DATA EXTRACT Block Start

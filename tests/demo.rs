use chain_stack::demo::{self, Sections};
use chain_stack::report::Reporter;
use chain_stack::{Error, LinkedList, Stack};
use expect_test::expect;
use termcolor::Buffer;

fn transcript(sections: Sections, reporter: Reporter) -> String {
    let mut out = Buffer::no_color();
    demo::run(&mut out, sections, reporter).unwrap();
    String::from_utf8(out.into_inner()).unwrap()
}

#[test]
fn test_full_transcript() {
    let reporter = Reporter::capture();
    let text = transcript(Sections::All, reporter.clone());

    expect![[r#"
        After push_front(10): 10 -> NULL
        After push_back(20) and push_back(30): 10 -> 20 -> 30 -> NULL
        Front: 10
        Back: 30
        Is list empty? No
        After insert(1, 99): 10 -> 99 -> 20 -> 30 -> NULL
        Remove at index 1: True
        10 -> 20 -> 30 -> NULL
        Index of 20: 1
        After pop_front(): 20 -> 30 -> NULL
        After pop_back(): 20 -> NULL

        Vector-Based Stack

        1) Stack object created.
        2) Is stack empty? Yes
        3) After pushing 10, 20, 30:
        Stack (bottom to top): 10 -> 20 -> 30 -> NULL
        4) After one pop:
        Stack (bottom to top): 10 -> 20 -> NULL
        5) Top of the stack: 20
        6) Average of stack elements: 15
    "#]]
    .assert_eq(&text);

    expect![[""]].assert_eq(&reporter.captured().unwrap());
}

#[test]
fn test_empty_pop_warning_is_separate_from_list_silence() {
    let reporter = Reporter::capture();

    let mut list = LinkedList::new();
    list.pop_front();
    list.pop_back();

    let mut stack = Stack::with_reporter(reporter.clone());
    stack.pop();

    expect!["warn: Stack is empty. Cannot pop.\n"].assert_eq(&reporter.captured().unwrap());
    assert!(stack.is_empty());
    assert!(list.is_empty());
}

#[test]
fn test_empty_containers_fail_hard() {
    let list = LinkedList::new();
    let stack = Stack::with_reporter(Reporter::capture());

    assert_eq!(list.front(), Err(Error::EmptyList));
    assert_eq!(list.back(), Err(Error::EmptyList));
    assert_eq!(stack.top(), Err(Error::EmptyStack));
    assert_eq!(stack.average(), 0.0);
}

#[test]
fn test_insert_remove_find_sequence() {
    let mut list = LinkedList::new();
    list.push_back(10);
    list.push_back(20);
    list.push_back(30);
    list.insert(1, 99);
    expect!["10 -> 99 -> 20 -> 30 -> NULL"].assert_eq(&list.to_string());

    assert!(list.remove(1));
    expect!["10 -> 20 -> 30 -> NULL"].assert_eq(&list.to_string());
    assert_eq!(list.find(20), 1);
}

DATA EXTRACT Block End
DATA EXTRACT Block Start

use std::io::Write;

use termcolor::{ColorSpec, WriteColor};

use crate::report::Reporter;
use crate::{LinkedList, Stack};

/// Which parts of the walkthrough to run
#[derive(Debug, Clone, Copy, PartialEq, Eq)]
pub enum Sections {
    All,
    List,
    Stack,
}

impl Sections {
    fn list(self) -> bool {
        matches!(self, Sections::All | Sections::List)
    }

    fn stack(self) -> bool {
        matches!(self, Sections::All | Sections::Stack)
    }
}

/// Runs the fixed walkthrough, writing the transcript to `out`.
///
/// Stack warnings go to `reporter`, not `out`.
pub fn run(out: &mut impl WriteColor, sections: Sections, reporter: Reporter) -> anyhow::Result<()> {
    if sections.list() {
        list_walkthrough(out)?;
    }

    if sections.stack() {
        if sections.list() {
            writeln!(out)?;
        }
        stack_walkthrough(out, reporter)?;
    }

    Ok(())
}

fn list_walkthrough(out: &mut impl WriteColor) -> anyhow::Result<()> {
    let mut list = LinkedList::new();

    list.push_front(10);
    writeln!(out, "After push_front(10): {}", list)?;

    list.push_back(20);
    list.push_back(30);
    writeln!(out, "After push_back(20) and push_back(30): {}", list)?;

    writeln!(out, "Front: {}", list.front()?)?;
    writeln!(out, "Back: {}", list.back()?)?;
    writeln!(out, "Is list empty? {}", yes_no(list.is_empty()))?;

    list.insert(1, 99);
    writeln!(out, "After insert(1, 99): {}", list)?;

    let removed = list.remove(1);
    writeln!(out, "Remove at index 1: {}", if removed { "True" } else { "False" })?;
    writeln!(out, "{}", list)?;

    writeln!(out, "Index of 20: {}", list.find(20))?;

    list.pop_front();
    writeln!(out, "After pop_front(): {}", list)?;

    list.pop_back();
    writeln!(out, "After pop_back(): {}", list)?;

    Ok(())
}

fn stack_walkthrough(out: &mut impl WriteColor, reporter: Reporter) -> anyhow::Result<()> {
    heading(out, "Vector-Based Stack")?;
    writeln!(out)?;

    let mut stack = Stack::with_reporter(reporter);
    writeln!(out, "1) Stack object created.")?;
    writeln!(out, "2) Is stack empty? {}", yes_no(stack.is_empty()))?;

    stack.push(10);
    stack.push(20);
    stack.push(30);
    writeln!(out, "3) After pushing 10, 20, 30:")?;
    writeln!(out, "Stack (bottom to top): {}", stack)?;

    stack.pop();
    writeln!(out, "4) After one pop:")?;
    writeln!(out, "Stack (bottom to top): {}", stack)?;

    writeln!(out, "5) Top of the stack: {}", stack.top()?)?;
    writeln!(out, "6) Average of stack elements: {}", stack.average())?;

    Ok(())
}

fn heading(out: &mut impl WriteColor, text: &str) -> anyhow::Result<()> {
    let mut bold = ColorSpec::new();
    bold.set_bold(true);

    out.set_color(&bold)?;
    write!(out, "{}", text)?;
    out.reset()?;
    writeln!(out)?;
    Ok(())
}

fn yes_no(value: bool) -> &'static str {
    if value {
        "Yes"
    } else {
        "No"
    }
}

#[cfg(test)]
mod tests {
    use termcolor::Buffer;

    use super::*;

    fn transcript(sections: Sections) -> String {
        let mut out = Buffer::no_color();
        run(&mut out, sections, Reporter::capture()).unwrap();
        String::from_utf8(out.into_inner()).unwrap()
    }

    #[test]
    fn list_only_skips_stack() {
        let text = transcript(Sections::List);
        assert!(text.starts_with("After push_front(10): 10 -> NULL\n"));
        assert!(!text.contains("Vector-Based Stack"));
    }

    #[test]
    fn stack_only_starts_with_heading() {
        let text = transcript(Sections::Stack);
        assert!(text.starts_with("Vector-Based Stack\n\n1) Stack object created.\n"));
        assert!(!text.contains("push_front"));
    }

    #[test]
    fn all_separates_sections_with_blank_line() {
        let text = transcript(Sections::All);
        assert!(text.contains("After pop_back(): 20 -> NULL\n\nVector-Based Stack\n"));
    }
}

DATA EXTRACT Block End

REQUIREMENT:
Working from the records above, write out verbatim only the lines from the line containing "After pop_front(): 20 -> 30 -> NULL" through the line containing "assert_eq!(stack.top(), Err(Error::EmptyStack));".

WRITTEN ANSWER:
        After pop_front(): 20 -> 30 -> NULL
        After pop_back(): 20 -> NULL

        Vector-Based Stack

        1) Stack object created.
        2) Is stack empty? Yes
        3) After pushing 10, 20, 30:
        Stack (bottom to top): 10 -> 20 -> 30 -> NULL
        4) After one pop:
        Stack (bottom to top): 10 -> 20 -> NULL
        5) Top of the stack: 20
        6) Average of stack elements: 15
    "#]]
    .assert_eq(&text);

    expect![[""]].assert_eq(&reporter.captured().unwrap());
}

#[test]
fn test_empty_pop_warning_is_separate_from_list_silence() {
    let reporter = Reporter::capture();

    let mut list = LinkedList::new();
    list.pop_front();
    list.pop_back();

    let mut stack = Stack::with_reporter(reporter.clone());
    stack.pop();

    expect!["warn: Stack is empty. Cannot pop.\n"].assert_eq(&reporter.captured().unwrap());
    assert!(stack.is_empty());
    assert!(list.is_empty());
}

#[test]
fn test_empty_containers_fail_hard() {
    let list = LinkedList::new();
    let stack = Stack::with_reporter(Reporter::capture());

    assert_eq!(list.front(), Err(Error::EmptyList));
    assert_eq!(list.back(), Err(Error::EmptyList));
    assert_eq!(stack.top(), Err(Error::EmptyStack));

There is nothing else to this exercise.